▶ **Information shown**
//! Configuration for the filter controllers.
//!
//! Configuration is written in TOML. Every field is optional; a missing file
//! section keeps the built-in defaults.
//!
//! ```toml
//! [filter]
//! key = "filter"          # store key the query is persisted under
//! debounce_ms = 500       # quiet period before typed text is persisted
//! fallback = "owner:me"   # query used while nothing is persisted
//!
//! [menu]
//! client_filter = true    # substring pass over merged menu options
//!
//! [[presets]]
//! name = "My workspaces"
//! query = "owner:me"
//!
//! [[presets]]
//! name = "All workspaces"
//! query = ""
//! ```
//!
//! # Layering
//!
//! Files are parsed into a [`ConfigLayer`] whose fields are all optional and
//! then merged over a [`Config`]. Later layers override scalar fields; presets
//! from a later layer replace presets with the same name and append the rest.
//!
//! # Policy values
//!
//! The 500 ms debounce window and the client-side substring pass are current
//! policy, not protocol requirements, which is why both are configurable.

pub mod error;

use std::path::Path;
use std::time::Duration;

pub use error::{ConfigError, Result};
use serde::{Deserialize, Serialize};

/// Default quiet period before typed filter text is persisted.
pub const DEFAULT_DEBOUNCE: Duration = Duration::from_millis(500);

/// Resolved configuration.
#[derive(Debug, Clone, Default, PartialEq, Eq)]
pub struct Config {
	pub filter: FilterSection,
	pub menu: MenuSection,
	/// Named queries offered as one-click filters, in display order.
	pub presets: Vec<FilterPreset>,
}

/// Filter controller settings.
#[derive(Debug, Clone, PartialEq, Eq)]
pub struct FilterSection {
	/// Store key the serialized query is persisted under.
	pub key: String,
	/// Debounce window for typed text.
	pub debounce: Duration,
	/// Query used while the store holds no value for `key`.
	pub fallback: Option<String>,
}

/// Filter menu settings.
#[derive(Debug, Clone, Copy, PartialEq, Eq)]
pub struct MenuSection {
	/// Apply the case-insensitive substring pass after merging options.
	pub client_filter: bool,
}

/// A named filter query.
#[derive(Debug, Clone, PartialEq, Eq, Serialize, Deserialize)]
pub struct FilterPreset {
	pub name: String,
	pub query: String,
}

impl FilterPreset {
	pub fn new(name: impl Into<String>, query: impl Into<String>) -> Self {
		Self {
			name: name.into(),
			query: query.into(),
		}
	}
}

impl Default for FilterSection {
	fn default() -> Self {
		Self {
			key: facet_query::DEFAULT_FILTER_KEY.to_string(),
			debounce: DEFAULT_DEBOUNCE,
			fallback: None,
		}
	}
}

impl Default for MenuSection {
	fn default() -> Self {
		Self { client_filter: true }
	}
}

/// One parsed configuration file; unset fields leave the base untouched.
#[derive(Debug, Clone, Default, Deserialize)]
#[serde(default, deny_unknown_fields)]
pub struct ConfigLayer {
	pub filter: FilterLayer,
	pub menu: MenuLayer,
	pub presets: Vec<FilterPreset>,
}

#[derive(Debug, Clone, Default, Deserialize)]
#[serde(default, deny_unknown_fields)]
pub struct FilterLayer {
	pub key: Option<String>,
	pub debounce_ms: Option<u64>,
	pub fallback: Option<String>,
}

#[derive(Debug, Clone, Default, Deserialize)]
#[serde(default, deny_unknown_fields)]
pub struct MenuLayer {
	pub client_filter: Option<bool>,
}

impl ConfigLayer {
	/// Parses a TOML string into a layer.
	pub fn parse(input: &str) -> Result<Self> {
		let layer: ConfigLayer = toml::from_str(input)?;
		layer.validate()?;
		Ok(layer)
	}

	fn validate(&self) -> Result<()> {
		if self.filter.key.as_deref().is_some_and(str::is_empty) {
			return Err(ConfigError::EmptyKey);
		}
		for preset in &self.presets {
			if preset.name.trim().is_empty() {
				return Err(ConfigError::InvalidPreset(format!("preset with query {:?} has no name", preset.query)));
			}
		}
		Ok(())
	}
}

impl Config {
	/// Parses a TOML string over the defaults.
	pub fn parse(input: &str) -> Result<Self> {
		let mut config = Self::default();
		config.merge(ConfigLayer::parse(input)?);
		Ok(config)
	}

	/// Loads configuration from a file over the defaults.
	pub fn load(path: impl AsRef<Path>) -> Result<Self> {
		let mut config = Self::default();
		config.merge(load_layer(path)?);
		Ok(config)
	}

	/// Merges a layer into this configuration.
	///
	/// Values from `layer` override values in `self`.
	pub fn merge(&mut self, layer: ConfigLayer) {
		if let Some(key) = layer.filter.key {
			self.filter.key = key;
		}
		if let Some(ms) = layer.filter.debounce_ms {
			self.filter.debounce = Duration::from_millis(ms);
		}
		if layer.filter.fallback.is_some() {
			self.filter.fallback = layer.filter.fallback;
		}
		if let Some(client_filter) = layer.menu.client_filter {
			self.menu.client_filter = client_filter;
		}
		for preset in layer.presets {
			match self.presets.iter_mut().find(|p| p.name == preset.name) {
				Some(existing) => *existing = preset,
				None => self.presets.push(preset),
			}
		}
	}

	/// Finds a preset by name.
	pub fn preset(&self, name: &str) -> Option<&FilterPreset> {
		self.presets.iter().find(|p| p.name == name)
	}
}

/// Reads one configuration layer from disk.
pub fn load_layer(path: impl AsRef<Path>) -> Result<ConfigLayer> {
	let path = path.as_ref();
	let content = std::fs::read_to_string(path).map_err(|e| ConfigError::Io {
		path: path.to_path_buf(),
		error: e,
	})?;
	ConfigLayer::parse(&content)
}

#[cfg(test)]
mod tests;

▶ **Exercise**
Among the lines above, find the one with "for preset in layer.presets" and the one with "pub fn preset(&self, name: &str)". Quote both and everything between them, exactly.

▶ **Answer to this exercise**
		for preset in layer.presets {
			match self.presets.iter_mut().find(|p| p.name == preset.name) {
				Some(existing) => *existing = preset,
				None => self.presets.push(preset),
			}
		}
	}

	/// Finds a preset by name.
	pub fn preset(&self, name: &str) -> Option<&FilterPreset> {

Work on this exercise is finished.